Et comme à sa bonne habitude, ce sont de vraies pépites vocales que l’heureux directeur est allé dénicher pour un public venu en masse assister aux trois représentations proposées, la dernière du 14 août à laquelle nous avons assisté ne faisant pas exception. La soprano russe Elena Guseva (qui vient d’interpréter le rôle rien moins qu’à la Staatsoper de Vienne) est une superbe Aïda : ses accès de révolte soulèvent l’admiration car la voix est aussi brillante que puissante, et passe sans peine la rampe de l’orchestre placé en contrebas de la scène. Mais pour autant, les pianissimi de l’air du Nil sont parfaitement exécutés, et l’Ut n’est pas escamoté (comme bien souvent par nombre de ses consœurs). La mezzo pétersbourgeoise Olesya Petrova - qui vient, elle, de chanter la partie d’Amnéris au Metropolitan Opera de New-York - possède également une grande voix, aux graves capiteux, et, comme sa collègue, ne connaît pour autant nulle difficulté à attaquer piano dans l’aigu, comme le prouve un superbe « Ah vieni amor mio », au II. C’est cependant le Radamès du ténor géorgien Irakli Kakhidze qui fait la plus forte impression, grâce à un héroïsme vocal et un rayonnement sensible inattendu, coulant dans un même éclat la tendresse de l’amant et la virilité martiale ! De son côté, le baryton ukrainien Vitaliy Bilyy (souvent applaudi au Théâtre du Capitole, comme l’an passé dans Macbeth ou en 2017 dans Lucia) nous gratifie une nouvelle fois de sa voix sonore et parfaitement maîtrisée. Satisfecit total également pour le Ramfis de haute stature et de grande allure de la basse coréenne In Sung Sim, tandis que la basse géorgienne Nika Guliashvili se montre plus à la peine dans le rôle de Pharaon. Enfin, la Grande Prêtresse de Sophie Marin-Degor autant que le Messager de Luca Lombardo n’appellent aucun reproche.

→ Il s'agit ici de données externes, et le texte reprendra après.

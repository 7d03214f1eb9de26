//! Operation: display the activation tree.

use std::path::Path;

use admit_core::config::OutputFormat;
use admit_core::plan::Plan;
use admit_queue::{ActivationGraph, EdgeKind};
use serde::Serialize;

use crate::offer_all;

/// Options for `admit tree`.
#[derive(Debug, Default)]
pub struct TreeOptions {
    /// Maximum tree depth to display.
    pub depth: Option<usize>,
    /// Show dependents instead of dependencies for a single module.
    pub invert: Option<String>,
}

/// One accepted module and the providers it relies on.
#[derive(Debug, Clone, Serialize)]
pub struct TreeNode {
    pub module: String,
    pub dependencies: Vec<TreeLink>,
}

#[derive(Debug, Clone, Serialize)]
pub struct TreeLink {
    pub module: String,
    pub key: String,
    pub kind: &'static str,
}

fn kind_name(kind: EdgeKind) -> &'static str {
    match kind {
        EdgeKind::Require => "require",
        EdgeKind::Need => "need",
    }
}

/// Build the activation graph for a plan with every module offered.
pub fn activation_graph(plan: &Plan) -> ActivationGraph<String, String> {
    ActivationGraph::from_snapshot(&offer_all(plan).snapshot())
}

/// Flatten the graph into serializable nodes, in registration order.
pub fn nodes(plan: &Plan) -> Vec<TreeNode> {
    let queue = offer_all(plan);
    let graph = ActivationGraph::from_snapshot(&queue.snapshot());
    queue
        .accepted()
        .into_iter()
        .map(|module| {
            let dependencies = graph
                .dependencies_of(&module)
                .into_iter()
                .map(|(provider, edge)| TreeLink {
                    module: provider.clone(),
                    key: edge.key.clone(),
                    kind: kind_name(edge.kind),
                })
                .collect();
            TreeNode {
                module,
                dependencies,
            }
        })
        .collect()
}

/// Modules relying on an accepted module.
#[derive(Debug, Clone, Serialize)]
pub struct InvertedNode {
    pub module: String,
    pub accepted: bool,
    pub dependents: Vec<TreeLink>,
}

/// Modules relying on `module`, with the key they rely on it for.
pub fn dependents(plan: &Plan, module: &str) -> InvertedNode {
    let graph = activation_graph(plan);
    let target = module.to_string();
    let dependents = graph
        .dependents_of(&target)
        .into_iter()
        .map(|(dependent, edge)| TreeLink {
            module: dependent.clone(),
            key: edge.key.clone(),
            kind: kind_name(edge.kind),
        })
        .collect();
    InvertedNode {
        accepted: graph.contains(&target),
        module: target,
        dependents,
    }
}

/// Render [`dependents`] as a one-level tree.
pub fn render_inverted(node: &InvertedNode) -> String {
    if !node.accepted {
        return format!("Module '{}' is not accepted.\n", node.module);
    }
    let mut output = format!("{}\n", node.module);
    let count = node.dependents.len();
    for (i, link) in node.dependents.iter().enumerate() {
        let connector = if i == count - 1 { "└── " } else { "├── " };
        let label = if link.kind == "need" {
            format!("needs {}", link.key)
        } else {
            link.key.clone()
        };
        output.push_str(&format!("{connector}{} ({label})\n", link.module));
    }
    output
}

/// Load the plan at `plan_path` and print its activation tree.
pub fn run(plan_path: &Path, opts: &TreeOptions, format: OutputFormat) -> miette::Result<()> {
    let plan = Plan::from_path(plan_path)?;

    if let Some(ref module) = opts.invert {
        let node = dependents(&plan, module);
        match format {
            OutputFormat::Text => print!("{}", render_inverted(&node)),
            OutputFormat::Json => println!("{}", crate::to_json(&node)?),
        }
        return Ok(());
    }

    match format {
        OutputFormat::Text => {
            let graph = activation_graph(&plan);
            if graph.is_empty() {
                println!("No modules accepted.");
            } else {
                print!("{}", graph.print_tree(opts.depth));
            }
        }
        OutputFormat::Json => println!("{}", crate::to_json(&nodes(&plan))?),
    }
    Ok(())
}
impl<K, V> DependencyQueue<K, V>
where
    K: Eq + Hash + Clone,
    V: Eq + Hash + Clone,
{
    pub fn new() -> Self {
        Self {
            state: Mutex::new(QueueState::new()),
        }
    }

    /// Offer `value` with the keys it provides, requires and needs.
    ///
    /// Returns every value accepted as a result of this call, providers of a
    /// required key before their requirers. Returns an empty list when
    /// `value` cannot be accepted yet; it then stays pending.
    ///
    /// Offering a value that is already registered replaces its descriptor.
    /// Accepted values the new descriptor leaves without a provider, `value`
    /// included, are deaccepted. They are not part of the result; use
    /// [`update`](Self::update) when a descriptor may change.
    pub fn offer<P, R, N>(&self, value: V, provides: P, requires: R, needs: N) -> Vec<V>
    where
        P: IntoIterator<Item = K>,
        R: IntoIterator<Item = K>,
        N: IntoIterator<Item = K>,
    {
        self.offer_descriptor(value, Descriptor::new(provides, requires, needs))
    }

    /// Like [`offer`](Self::offer) with a prebuilt [`Descriptor`].
    pub fn offer_descriptor(&self, value: V, descriptor: Descriptor<K>) -> Vec<V> {
        self.update(value, descriptor).accepted
    }

    /// Offer `value` with `descriptor`, reporting both what became accepted
    /// and what stopped being accepted.
    ///
    /// For a value offered for the first time `retracted` is always empty.
    /// When a registered value is offered again, every accepted value left
    /// without an accepted provider is deaccepted first, dependents before
    /// what they depended on, exactly as [`retract`](Self::retract) orders
    /// them. `value` is then proposed as in [`offer`](Self::offer). A value
    /// that is deaccepted and accepted again by the same call is in neither
    /// list.
    pub fn update(&self, value: V, descriptor: Descriptor<K>) -> OfferOutcome<V> {
        let mut state = self.state.lock();
        let replaced = state.register(value.clone(), descriptor);

        let mut retracted = VecDeque::new();
        if replaced {
            state.deaccept_unsatisfied(&mut retracted);
        }

        let mut accepted = Vec::new();
        match state.propose(&value) {
            Some(proposal) => {
                state.accept(proposal, &mut accepted);
                state.accept_pending(&mut accepted);
            }
            None => tracing::debug!(
                registered = state.descriptors.len(),
                "offered value cannot be accepted yet"
            ),
        }

        let mut retracted: Vec<V> = retracted.into();
        if !retracted.is_empty() {
            let restored: HashSet<V> = retracted
                .iter()
                .filter(|v| state.accepted.contains(*v))
                .cloned()
                .collect();
            retracted.retain(|v| !restored.contains(v));
            accepted.retain(|v| !restored.contains(v));
        }

        if !accepted.is_empty() || !retracted.is_empty() {
            tracing::debug!(
                newly_accepted = accepted.len(),
                retracted = retracted.len(),
                accepted = state.accepted.len(),
                "offer changed accepted values"
            );
        }
        OfferOutcome {
            accepted,
            retracted,
        }
    }

    /// Withdraw `value` and deaccept everything that can no longer be
    /// satisfied without it.
    ///
    /// Returns the deaccepted values, dependents before the values they
    /// depended on, `value` itself last. Returns an empty list when `value`
    /// is unknown or was never accepted.
    pub fn retract(&self, value: &V) -> Vec<V> {
        let mut state = self.state.lock();
        let Some(descriptor) = state.descriptors.shift_remove(value) else {
            return Vec::new();
        };
        for key in &descriptor.provides {
            state.unlink_provider(key, value);
        }
        if !state.accepted.remove(value) {
            return Vec::new();
        }

        let mut retracted = VecDeque::from([value.clone()]);
        state.deaccept_unsatisfied(&mut retracted);

        tracing::debug!(
            cascaded = retracted.len() - 1,
            accepted = state.accepted.len(),
            "retract deaccepted values"
        );
        retracted.into()
    }

    pub fn is_registered(&self, value: &V) -> bool {
        self.state.lock().descriptors.contains_key(value)
    }

    pub fn is_accepted(&self, value: &V) -> bool {
        self.state.lock().accepted.contains(value)
    }

    /// Number of registered values, accepted or pending.
    pub fn len(&self) -> usize {
        self.state.lock().descriptors.len()
    }

    pub fn is_empty(&self) -> bool {
        self.len() == 0
    }

    /// Accepted values in registration order.
    pub fn accepted(&self) -> Vec<V> {
        let state = self.state.lock();
        state
            .descriptors
            .keys()
            .filter(|v| state.accepted.contains(*v))
            .cloned()
            .collect()
    }

    /// Registered but not accepted values in registration order.
    pub fn pending(&self) -> Vec<V> {
        let state = self.state.lock();
        state
            .descriptors
            .keys()
            .filter(|v| !state.accepted.contains(*v))
            .cloned()
            .collect()
    }

    /// Registered providers of `key`, first registered first.
    pub fn providers_of(&self, key: &K) -> Vec<V> {
        self.state
            .lock()
            .providers
            .get(key)
            .map(|set| set.iter().cloned().collect())
            .unwrap_or_default()
    }

    /// Constraints of `value` that currently have no accepted provider.
    ///
    /// Empty for unknown values. For a pending value this is usually why it
    /// is still pending; a non-empty result with only cyclic providers means
    /// the providers themselves are pending.
    pub fn unresolved(&self, value: &V) -> Vec<K> {
        self.state.lock().unresolved(value)
    }

    pub fn snapshot(&self) -> QueueSnapshot<K, V> {
        let state = self.state.lock();
        QueueSnapshot {
            entries: state
                .descriptors
                .iter()
                .map(|(value, descriptor)| SnapshotEntry {
                    value: value.clone(),
                    descriptor: descriptor.clone(),
                    accepted: state.accepted.contains(value),
                })
                .collect(),
            providers: state.providers.clone(),
        }
    }
}

impl<K, V> Default for DependencyQueue<K, V>
where
    K: Eq + Hash + Clone,
    V: Eq + Hash + Clone,
{
    fn default() -> Self {
        Self::new()
    }
}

La réussite musicale du spectacle doit aussi beaucoup au chef italien Valerio Galli qui met tous ses efforts à unifier les forces du festival, même s’il y réussit mieux avec un orchestre très homogène (des instrumentistes essentiellement issus de nos opéras de région) qu’avec des chœurs qui ont parfois un peu plus de mal à s’accorder. La partition est servie avec clarté et probité, les solistes bénéficient d’un soutien précieux et l’orchestre nous réserve quelques moments de grâce, tel l’accompagnement de l’air du Nil par exemple. Surtout, nous avons en permanence le sentiment d’un vrai travail de troupe, dans le meilleur sens du terme.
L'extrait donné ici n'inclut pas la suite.